Apart from the temporary bit, your state of mind sounds more like coming out of a very low spell. I was depressed as a teenager and have been very low for spells at other times and the experience you describe of being newly aware again of the good, beautiful and happy things that we ordinarily take for granted fits with my feelings on hitting the gradual up curve out of the Slough of Despond.

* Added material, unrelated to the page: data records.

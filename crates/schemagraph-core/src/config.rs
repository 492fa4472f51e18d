//! Configuration schema (schemagraph.toml)

use serde::{Deserialize, Serialize};

use crate::additional::{AdditionalData, Override};

/// Environment variable consulted for the data source when neither the CLI
/// nor the config file names one
pub const DSN_ENV_VAR: &str = "SCHEMAGRAPH_DSN";

fn default_true() -> bool {
    true
}

/// Main configuration structure
#[derive(Debug, Clone, PartialEq, Serialize, Deserialize)]
pub struct Config {
    /// Data source, e.g. `json://schema.json` or `pg://user:pass@host/db`
    #[serde(default)]
    pub dsn: Option<String>,

    /// Canonicalize table and column order before output
    #[serde(default = "default_true")]
    pub sort: bool,

    /// Additional data merged into every analyzed schema
    #[serde(default, skip_serializing_if = "Vec::is_empty")]
    pub overrides: Vec<Override>,

    /// Project root path (for resolving relative paths)
    #[serde(skip)]
    pub project_root: std::path::PathBuf,
}

impl Default for Config {
    fn default() -> Self {
        Self {
            dsn: None,
            sort: true,
            overrides: Vec::new(),
            project_root: std::env::current_dir().unwrap_or_default(),
        }
    }
}

impl Config {
    /// Load config from TOML file
    pub fn from_file(path: &std::path::Path) -> Result<Self, ConfigError> {
        let contents = std::fs::read_to_string(path)
            .map_err(|e| ConfigError::IoError(e.to_string()))?;

        let mut config: Config = toml::from_str(&contents)
            .map_err(|e| ConfigError::ParseError(e.to_string()))?;

        // Set project root to parent of config file
        if let Some(parent) = path.parent() {
            config.project_root = parent.to_path_buf();
        }

        Ok(config)
    }

    /// Load config from TOML string
    pub fn from_toml(toml: &str) -> Result<Self, ConfigError> {
        toml::from_str(toml)
            .map_err(|e| ConfigError::ParseError(e.to_string()))
    }

    /// Save config to TOML file
    pub fn save_to_file(&self, path: &std::path::Path) -> Result<(), ConfigError> {
        let toml = toml::to_string_pretty(self)
            .map_err(|e| ConfigError::SerializeError(e.to_string()))?;

        std::fs::write(path, toml)
            .map_err(|e| ConfigError::IoError(e.to_string()))?;

        Ok(())
    }

    /// The override document carried by this config
    pub fn additional_data(&self) -> AdditionalData {
        AdditionalData::new(self.overrides.clone())
    }

    /// Resolve the data source: explicit value, then config, then environment
    pub fn resolve_dsn(&self, explicit: Option<&str>) -> Option<String> {
        explicit
            .map(str::to_string)
            .or_else(|| self.dsn.clone())
            .or_else(|| std::env::var(DSN_ENV_VAR).ok())
    }
}

/// Config error types
#[derive(Debug, thiserror::Error)]
pub enum ConfigError {
    #[error("IO error: {0}")]
    IoError(String),

    #[error("Parse error: {0}")]
    ParseError(String),

    #[error("Serialize error: {0}")]
    SerializeError(String),
}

It is comforting. Also because my memory of that "enlightenment" has stayed with me for thirty years and, when I've felt low, the knowledge that it will eventually come again has, of itself, been enough to perk me up when in the doldrums.

Unfortunately there are also comforting behaviours which we often indulge in when we feel down, like avoiding people or work or unwelcome obligations, punishing ourselves in some self-flagellatory way, disrupting sleep patterns, blaming other people for all the bad stuff and minimising our own part (or vice versa), spending or drinking or drugging too much, and the rest.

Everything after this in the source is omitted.